The fade-in mechanism represents one of ProGAN's most clever innovations. When adding new layers for higher resolution, the network doesn't immediately switch to using only the new path. Instead, it maintains both the old (lower resolution) and new (higher resolution) paths, combining their outputs using a learned mixing parameter.

During the transition from 4×4 to 8×8 resolution, for example, the generator produces outputs through two paths. The old path upsamples the 4×4 output to 8×8 using simple interpolation. The new path processes the features through the newly added 8×8 layers. These two outputs are then combined using a weighted average, where the weight gradually shifts from favoring the old path to favoring the new path.
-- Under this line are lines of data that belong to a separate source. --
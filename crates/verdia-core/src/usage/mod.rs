//! Per-client usage tracking for the analyze endpoint.
//!
//! Implements a fixed-window counter per client key: the first request in a
//! window resets the record to `count = 1`, subsequent requests within the
//! window increment the count until the limit, and a request after the
//! window has elapsed starts a fresh window.
//!
//! A fixed window is an accepted approximation: at a window boundary a
//! client can be admitted up to twice the nominal limit within a span just
//! under two windows. The counter is also intentionally not rolled back
//! when a later pipeline stage fails, so a client cannot evade the limit by
//! submitting payloads that fail cheaply.
//!
//! # Configuration
//!
//! - `max_requests`: requests allowed per window
//! - `window_secs`: window length in seconds
//! - `sweep_interval`: run an expired-record sweep every Nth check
//! - `max_tracked_keys`: hard cap on distinct client keys held in memory
//!
//! # Thread Safety
//!
//! State lives behind an `RwLock`; axum handlers run concurrently. A denied
//! outcome can be decided under the read lock, but every admission re-checks
//! under the write lock so two requests from the same client racing on a
//! window boundary cannot both be admitted past the limit.
//!
//! # Memory Management
//!
//! The key map would otherwise grow for the life of the process. Two
//! defenses bound it: a probabilistic sweep of expired records every
//! `sweep_interval` checks, and the `max_tracked_keys` hard cap. When the
//! cap is reached and an untracked key arrives, a sweep is forced; if the
//! map is still full the request is denied (the soft outcome, same as an
//! over-limit client).

use std::collections::HashMap;
use std::sync::RwLock;
use std::sync::atomic::{AtomicU64, Ordering};
use std::time::{Duration, Instant};

/// Advisory shown to clients that hit the limit. Throttling is reported as
/// a success-status payload, not a transport error.
pub const RATE_LIMIT_MESSAGE: &str =
    "Has alcanzado el límite de análisis por minuto. Espera un momento antes de intentarlo de nuevo.";

/// Time source for the tracker. Injectable so tests drive the window
/// deterministically.
pub trait Clock: Send + Sync {
    /// Current instant.
    fn now(&self) -> Instant;
}

/// Production clock backed by [`Instant::now`].
#[derive(Debug, Default, Clone, Copy)]
pub struct SystemClock;

impl Clock for SystemClock {
    fn now(&self) -> Instant {
        Instant::now()
    }
}

/// Configuration for the usage tracker.
#[derive(Debug, Clone, serde::Serialize, serde::Deserialize)]
#[serde(default)]
pub struct UsageConfig {
    /// Requests allowed per window.
    pub max_requests: u32,

    /// Window length in seconds.
    pub window_secs: u64,

    /// How often to sweep expired records (every N checks).
    pub sweep_interval: u64,

    /// Maximum number of distinct client keys to track.
    ///
    /// Bounds memory regardless of how many origins hit the endpoint. With
    /// typical entry overhead this keeps the map around a megabyte.
    pub max_tracked_keys: usize,
}

impl Default for UsageConfig {
    fn default() -> Self {
        Self {
            // Two analyses per minute per client
            max_requests: 2,
            window_secs: 60,
            sweep_interval: 100,
            max_tracked_keys: 10_000,
        }
    }
}

/// One client's usage within the current window. Mutated only by
/// [`UsageTracker::check`].
#[derive(Debug, Clone, Copy)]
struct ClientUsageRecord {
    count: u32,
    window_start: Instant,
}

/// Outcome of a usage check.
#[derive(Debug, Clone, PartialEq, Eq)]
pub enum UsageDecision {
    /// Request admitted; the counter has been spent.
    Allowed,
    /// Request over the limit for this window. Soft outcome: the server
    /// reports success status with a `rateLimited` flag.
    Denied {
        /// User-facing advisory message.
        message: &'static str,
    },
}

impl UsageDecision {
    /// Whether the request was admitted.
    #[must_use]
    pub const fn is_allowed(&self) -> bool {
        matches!(self, Self::Allowed)
    }
}

/// Fixed-window usage tracker keyed by client.
///
/// Constructed once per process and injected into the router state; nothing
/// reaches it through globals.
pub struct UsageTracker {
    config: UsageConfig,
    clock: Box<dyn Clock>,
    state: RwLock<HashMap<String, ClientUsageRecord>>,
    // Counter for the probabilistic sweep
    check_count: AtomicU64,
}

impl UsageTracker {
    /// Creates a tracker with the given configuration and the system clock.
    #[must_use]
    pub fn new(config: UsageConfig) -> Self {
        Self::with_clock(config, Box::new(SystemClock))
    }

    /// Creates a tracker with an explicit clock. Used by tests to step
    /// through window boundaries deterministically.
    #[must_use]
    pub fn with_clock(config: UsageConfig, clock: Box<dyn Clock>) -> Self {
        Self {
            config,
            clock,
            state: RwLock::new(HashMap::new()),
            check_count: AtomicU64::new(0),
        }
    }

    /// Checks whether a request from `client_key` is admitted, spending one
    /// unit of the client's window budget if so.
    ///
    /// The spend is not rolled back if a later pipeline stage fails.
    pub fn check(&self, client_key: &str) -> UsageDecision {
        let now = self.clock.now();
        let window = Duration::from_secs(self.config.window_secs);

        // Relaxed is fine: a missed or duplicate sweep is harmless.
        let count = self.check_count.fetch_add(1, Ordering::Relaxed);
        if count > 0 && count % self.config.sweep_interval == 0 {
            tracing::debug!(check_count = count, "running periodic usage sweep");
            self.sweep();
        }

        // Fast path: decide denial under the read lock.
        {
            let state = self
                .state
                .read()
                .unwrap_or_else(std::sync::PoisonError::into_inner);

            if let Some(record) = state.get(client_key) {
                let in_window = now.duration_since(record.window_start) <= window;
                if in_window && record.count >= self.config.max_requests {
                    tracing::warn!(
                        client = client_key,
                        count = record.count,
                        max = self.config.max_requests,
                        "rate limit exceeded"
                    );
                    return Self::denied();
                }
            } else if state.len() >= self.config.max_tracked_keys {
                drop(state);

                tracing::debug!(
                    max_tracked_keys = self.config.max_tracked_keys,
                    "key cap reached, forcing sweep"
                );
                self.sweep();

                let state = self
                    .state
                    .read()
                    .unwrap_or_else(std::sync::PoisonError::into_inner);
                if !state.contains_key(client_key) && state.len() >= self.config.max_tracked_keys {
                    tracing::warn!(
                        client = client_key,
                        tracked_keys = state.len(),
                        "denying new client: key cap reached"
                    );
                    return Self::denied();
                }
            }
        }

        // Admission mutates the record, so re-check everything under the
        // write lock; another request may have raced in between.
        let mut state = self
            .state
            .write()
            .unwrap_or_else(std::sync::PoisonError::into_inner);

        if !state.contains_key(client_key) && state.len() >= self.config.max_tracked_keys {
            return Self::denied();
        }

        match state.get_mut(client_key) {
            Some(record) if now.duration_since(record.window_start) <= window => {
                if record.count >= self.config.max_requests {
                    tracing::warn!(
                        client = client_key,
                        count = record.count,
                        max = self.config.max_requests,
                        "rate limit exceeded"
                    );
                    return Self::denied();
                }
                record.count += 1;
            },
            Some(record) => {
                // Window elapsed: the stale record is superseded in place.
                *record = ClientUsageRecord {
                    count: 1,
                    window_start: now,
                };
            },
            None => {
                state.insert(
                    client_key.to_string(),
                    ClientUsageRecord {
                        count: 1,
                        window_start: now,
                    },
                );
            },
        }

        UsageDecision::Allowed
    }

    /// Removes records whose window has fully elapsed.
    ///
    /// Called probabilistically from [`check`](Self::check); also safe to
    /// call directly.
    pub fn sweep(&self) {
        let now = self.clock.now();
        let window = Duration::from_secs(self.config.window_secs);

        let mut state = self
            .state
            .write()
            .unwrap_or_else(std::sync::PoisonError::into_inner);

        state.retain(|_, record| now.duration_since(record.window_start) <= window);
    }

    /// Number of client keys currently tracked. Useful for monitoring.
    #[must_use]
    pub fn tracked_keys(&self) -> usize {
        let state = self
            .state
            .read()
            .unwrap_or_else(std::sync::PoisonError::into_inner);
        state.len()
    }

    const fn denied() -> UsageDecision {
        UsageDecision::Denied {
            message: RATE_LIMIT_MESSAGE,
        }
    }
}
Mathematically, if we denote the old path output as $O_{old}$ and the new path output as $O_{new}$, the final output during transition becomes:
$$O_{final} = (1 - \alpha) \cdot O_{old} + \alpha \cdot O_{new}$$

The parameter $\alpha$ starts at 0 (using only the old path) and gradually increases to 1 (using only the new path) over the course of training. This smooth transition prevents the sudden disruption that would occur if we immediately switched to the new architecture.

Think of this like learning to ride a bicycle with training wheels. The training wheels (old path) provide stability while you're learning, but gradually become less important as your balance (new path) improves. Eventually, you can ride without training wheels, but the transition was smooth rather than abrupt.

##### Training Dynamics: Balancing Speed and Stability

The training schedule in ProGAN requires careful orchestration. Each resolution phase consists of two stages: the transition phase and the stabilization phase. During the transition phase, new layers are gradually faded in using the mechanism described above. During the stabilization phase, the network trains exclusively with the new layers, allowing it to fully adapt to the higher resolution.

The duration of each phase matters significantly. Too short a transition phase can lead to training instabilities as the network doesn't have sufficient time to adapt to the new architecture. Too long a transition phase wastes computational resources without providing additional benefits. The original ProGAN paper suggests spending roughly equal time in transition and stabilization phases, but this can be adjusted based on the specific dataset and desired quality.

One fascinating aspect of this training approach is how it naturally implements a form of curriculum learning. The network first masters the easiest task (generating coherent 4×4 images), then progresses to increasingly difficult tasks. This curriculum proves far more effective than attempting to learn everything simultaneously.

Consider what happens in the generator during early training phases. At 4×4 resolution, the network learns fundamental concepts about the data distribution. It discovers that faces should have certain color patterns, that objects should have coherent shapes, and that backgrounds should contrast appropriately with foregrounds. These lessons remain valuable as the network grows, providing a stable foundation for learning finer details.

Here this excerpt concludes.